Brownlee enjoys playing the gamut of roles, from comedic to deeply serious. He says he is typically cast as “the family man or religious type.”

However, one of his favorite roles was the antagonistic Wazir in the musical Kismet, in which he appeared while an undergraduate student at Clark Atlanta University in Atlanta.

“What I liked most about the role was the ability to portray someone who had so many varying dimensions,” he says. “The Wazir was the one you wanted to hate but loved to watch. He was the comic center of attention, but at the same time the nemesis.”

His current role is quite different. He plays Peter in The Zoo Story, a one-act play by Edward Albee that is part of a double feature of one-act plays at First Presbyterian Theater. Billed as Two Plays on a Bench, both one-acts feature two men sitting on a bench and talking (the other play is The Duck Variations by David Mamet). In The Zoo Story, Brownlee’s character Peter is both similar to himself and very different.

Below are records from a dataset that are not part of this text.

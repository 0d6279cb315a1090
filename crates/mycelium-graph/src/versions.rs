use mycelium_core::{NodeId, Result};
use serde::{Deserialize, Serialize};

use crate::ArtifactGraph;

#[derive(Debug, Clone, PartialEq, Eq, Serialize, Deserialize)]
pub struct VersionMismatch {
    pub source: NodeId,
    pub target: NodeId,
    pub source_version: String,
    pub target_version: String,
}

#[derive(Debug, Clone, PartialEq, Eq, Serialize, Deserialize)]
pub struct VersionReport {
    pub node: NodeId,
    pub in_sync: bool,
    pub issues: Vec<VersionMismatch>,
}

fn major_minor(version: &str) -> Option<(u64, u64)> {
    let mut parts = version.trim().trim_start_matches('v').split('.');
    let major = parts.next()?.parse().ok()?;
    let minor = parts.next().unwrap_or("0").parse().ok()?;
    Some((major, minor))
}

/// Two versions drift apart when their majors differ or their minors are more
/// than one release apart. Missing or unparsable versions never drift.
pub fn versions_diverge(a: Option<&str>, b: Option<&str>) -> bool {
    match (a.and_then(major_minor), b.and_then(major_minor)) {
        (Some((major_a, minor_a)), Some((major_b, minor_b))) => {
            major_a != major_b || minor_a.abs_diff(minor_b) > 1
        }
        _ => false,
    }
}

impl ArtifactGraph {
    /// Compare a node's version against each direct neighbor.
    pub fn check_versions(&self, id: &str) -> Result<VersionReport> {
        let neighbors = self.neighbors(id)?;
        let source_version = self.node(id).and_then(|n| n.version.clone());

        let mut issues = Vec::new();
        for neighbor in neighbors {
            let target_version = self.node(neighbor).and_then(|n| n.version.clone());
            if versions_diverge(source_version.as_deref(), target_version.as_deref()) {
                issues.push(VersionMismatch {
                    source: id.to_string(),
                    target: neighbor.clone(),
                    source_version: source_version.clone().unwrap_or_default(),
                    target_version: target_version.unwrap_or_default(),
                });
            }
        }

        Ok(VersionReport {
            node: id.to_string(),
            in_sync: issues.is_empty(),
            issues,
        })
    }
}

“In some ways, I am Peter – a professional family man who loves his family,” he says. “He’s a family man who is accomplished, somewhat reserved and the quintessential picture of normalcy in a society that is anything but normal. The biggest challenge has been to go outside of myself and find reasons to react as Peter does that is very different than the choices I would tend to make in my own life.”

Brownlee’s scene partner is Reuben Albaugh who plays Jerry.

“He is engaging as Jerry, as well as in real life,” he says. “We have great chemistry together on stage, and that has made it fun to be a part of this show.”

He says he has not only gotten a lot out of working with Albaugh, but from working with director Thom Hofrichter as well.

“I immensely enjoy working with him as a director and artist because he ‘gets it,’” says Brownlee. “His approach is very introspective in that he always encourages you to look within and find your character from there. It’s more about understanding who you are and why, versus ‘the author wrote it this way, so this is who and why I am.’ This makes working at First Pres vastly different from other theaters.”

When he’s not performing, Brownlee is the CEO of Genesis Outreach Inc., a social services agency that helps the homeless with housing, workforce development, and support services. His theatrical background has proven to be a boon to this organization.

“I often have to speak in public settings and engage donors in supporting us charitably,” he says. “The theater has helped me learn how to be comfortable in diverse settings and has provided me techniques in reaching others and gaining their attention.”

However, he also points out, “I think on some level, we all ‘act’ while doing our day jobs.”

His job gives him a unique perspective on his current role in The Zoo Story, which is not only funny but thought-provoking.

“It will make audiences look at life and how we live in a society where we see, but yet don’t see one another every day,” he says. “We often look past the forgotten ones: the homeless, the disenfranchised, persons of certain ethnicities. Yet these are all people who simply want to make a connection. This play will help us to think about that and hopefully make changes in our own lives and daily choices as human beings.”